Ce principe suprême du rédacteur de l'article est encore la doctrine de certains économistes modernes, Rendons cependant témoignage à l'École française. Ce n'est pas à elle que nous devons reprocher de pareilles maximes. Comment peut-on s'abuser au point de donner le nom de justice à un véritable brigandage! Car enfin, d'après les définisseurs eux-mêmes auxquels nous

adressons ces réflexions d'après leur code civil, tout contrat légitime provient du libre consentement de deux volontés touchant le même objet. Or, peut-il y avoir contrat de la part du salarié? pour cela, il faudrait qu'il fût aussi libre que le maître. Il n'est libré que de mourir de faim.

Marat est vraiment le seul journaliste qui, au milieu de son fracas de dénonciations, ait émis quelques bonnes vues sur la question industrielle. Ce qui, jusqu'à présent, fait toute la force de Marat, c'est qu'il déduit invariablement du principe social ses conjectures, ses prévisions, ses jugemens sur les hommes et sur les choses, les solutions, en un mot, de chaque problème que la révolution agite. Il critiqua, pendant le mois de mars, la loi sur les patentes avec une supériorité et une largeur dont peu de ses contemporains étaient capables. Nous nous étions réservé de parler de cet article au moment des coalitions, et de résumer de suite ce que l'Ami du peuple avait écrit là-dessus.

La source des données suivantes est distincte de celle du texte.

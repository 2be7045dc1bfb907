//! Output filename conventions.
//!
//! Downloaded images are stored under the name the deCONZ OTAU plugin looks
//! for: `{manufacturer:04X}-{image type:04X}-{file version:08X}.zigbee`.
//! Entries sharing the identifying triple with another entry get their model
//! id appended so they do not overwrite each other.

use super::descriptor::ImageDescriptor;

/// Extension of stored OTAU images.
pub const IMAGE_EXTENSION: &str = "zigbee";

/// Derive the output filename for an index entry.
///
/// # Examples
///
/// ```
/// use otau::index::{image_filename, ImageDescriptor};
///
/// let descriptor = ImageDescriptor::new(0x117C, 0x2101, 0x2301_4631, "https://example.com/a");
/// assert_eq!(image_filename(&descriptor), "117C-2101-23014631.zigbee");
/// ```
pub fn image_filename(descriptor: &ImageDescriptor) -> String {
    let mut name = descriptor.identity().to_string();
    if descriptor.duplicate {
        if let Some(model_id) = &descriptor.model_id {
            name.push('-');
            // Model ids are free text; keep the name a single path component.
            name.extend(
                model_id
                    .to_string()
                    .chars()
                    .map(|c| if matches!(c, '/' | '\\') { '_' } else { c }),
            );
        }
    }
    format!("{}.{}", name, IMAGE_EXTENSION)
}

L'argumentation de Marat contre les patentes pose, comme source légale de l'industrie, la source commune des lois, la liberté publique, le droit social. Il dit que les institutions ayant pour but les professions, les arts et les métiers, doivent être la meilleure forme possible de la garantie dont la société a besoin vis-à-vis de chacun de ses membres; qu'il faut une constatation de la probité et de la capacité, et de plus un moyen d'entretenir et d'accroître ces élémens essentiels à toute association humaine. Après avoir établi la garantie sociale, devoir antérieur à l'exercice quel qu'il soit de la liberté individuelle, Marat s'occupe du droit qui se fonde sur cette garantie. La loi sur les patentes lui paraît non-seulement manquer cette double fin; mais encore y être absolument contraire. Voici au reste ses propres raisonnemens.

< Rien de mieux sans doute que d'affranchir les citoyens des entraves qui s'opposent au développement des talens, et qui retiennent les infortunés dans l'indigence. Mais je ne sais si cette liberté plénière, cette dispense de tout apprentissage, de tout noviciat, est bien yue politiquement. Dans chaque état qui n'a pas la gloire pour mobile, si du désir de faire fortune, on ôte

le désir d'établir sa réputation, adieu la bonne foi. Bientôt toute profession, tout trafic dégénère en intrigue et en friponnerie. Comme il ne s'agit plus alors que de placer ses ouvrages et ses marchandises, il suffit de leur donner certain coup-d'œil attrayant, et de les tenir à bas prix, sans s'embarrasser du solide et du bien fini. Tous les ouvrages de l'art doivent donc promptement dégénérer en savetage; et comme ils n'ont alors ni mérite, ni solidité, ils doivent ruiner le pauvre consommateur forcé de s'en servir, et déterminer le consommateur à son aise, de se pourvoir chez l'étranger. Suivez le développement illimité de l'envie de gagner qui tourmente toutes les classes du peuple dans les grandes villes, et vous serez convaincu de ces tristes vérités. Une fois que chacun pourra s'établir pour son compte sans faire preuve de capacité, dès ce moment, plus d'apprentissage suivi. A peine un apprenti saura-t-il croquer quelque ouvrage, qu'il cherchera à faire valoir son industrie, et ne songera plus qu'à s'établir et à valeter pour trouver des pratiques et des chalans. Comme il ne sera pas question de faire d'excellens ouvrages pour établir sa réputation, mais de séduire par l'apparence, les ouvrages seront courus et fouettés. Décrié dans un quartier, l'ouvrier ira dans un autre, et souvent finira-t-il sa carrière avant d'avoir parcouru tous ceux d'une grande ville, sans avoir fait jamais que duper les acheteurs et se tromper lui-même. C'est dans les capitales surtout que ce dépérissement des arts utiles, cet anéantissement de la bonne foi, cette vie vagabonde et intrigante des ouvriers, l'indigence attachée à toutes les professions, et la misère publique qu'entraîne la ruine du commerce, se feront surtout sentir.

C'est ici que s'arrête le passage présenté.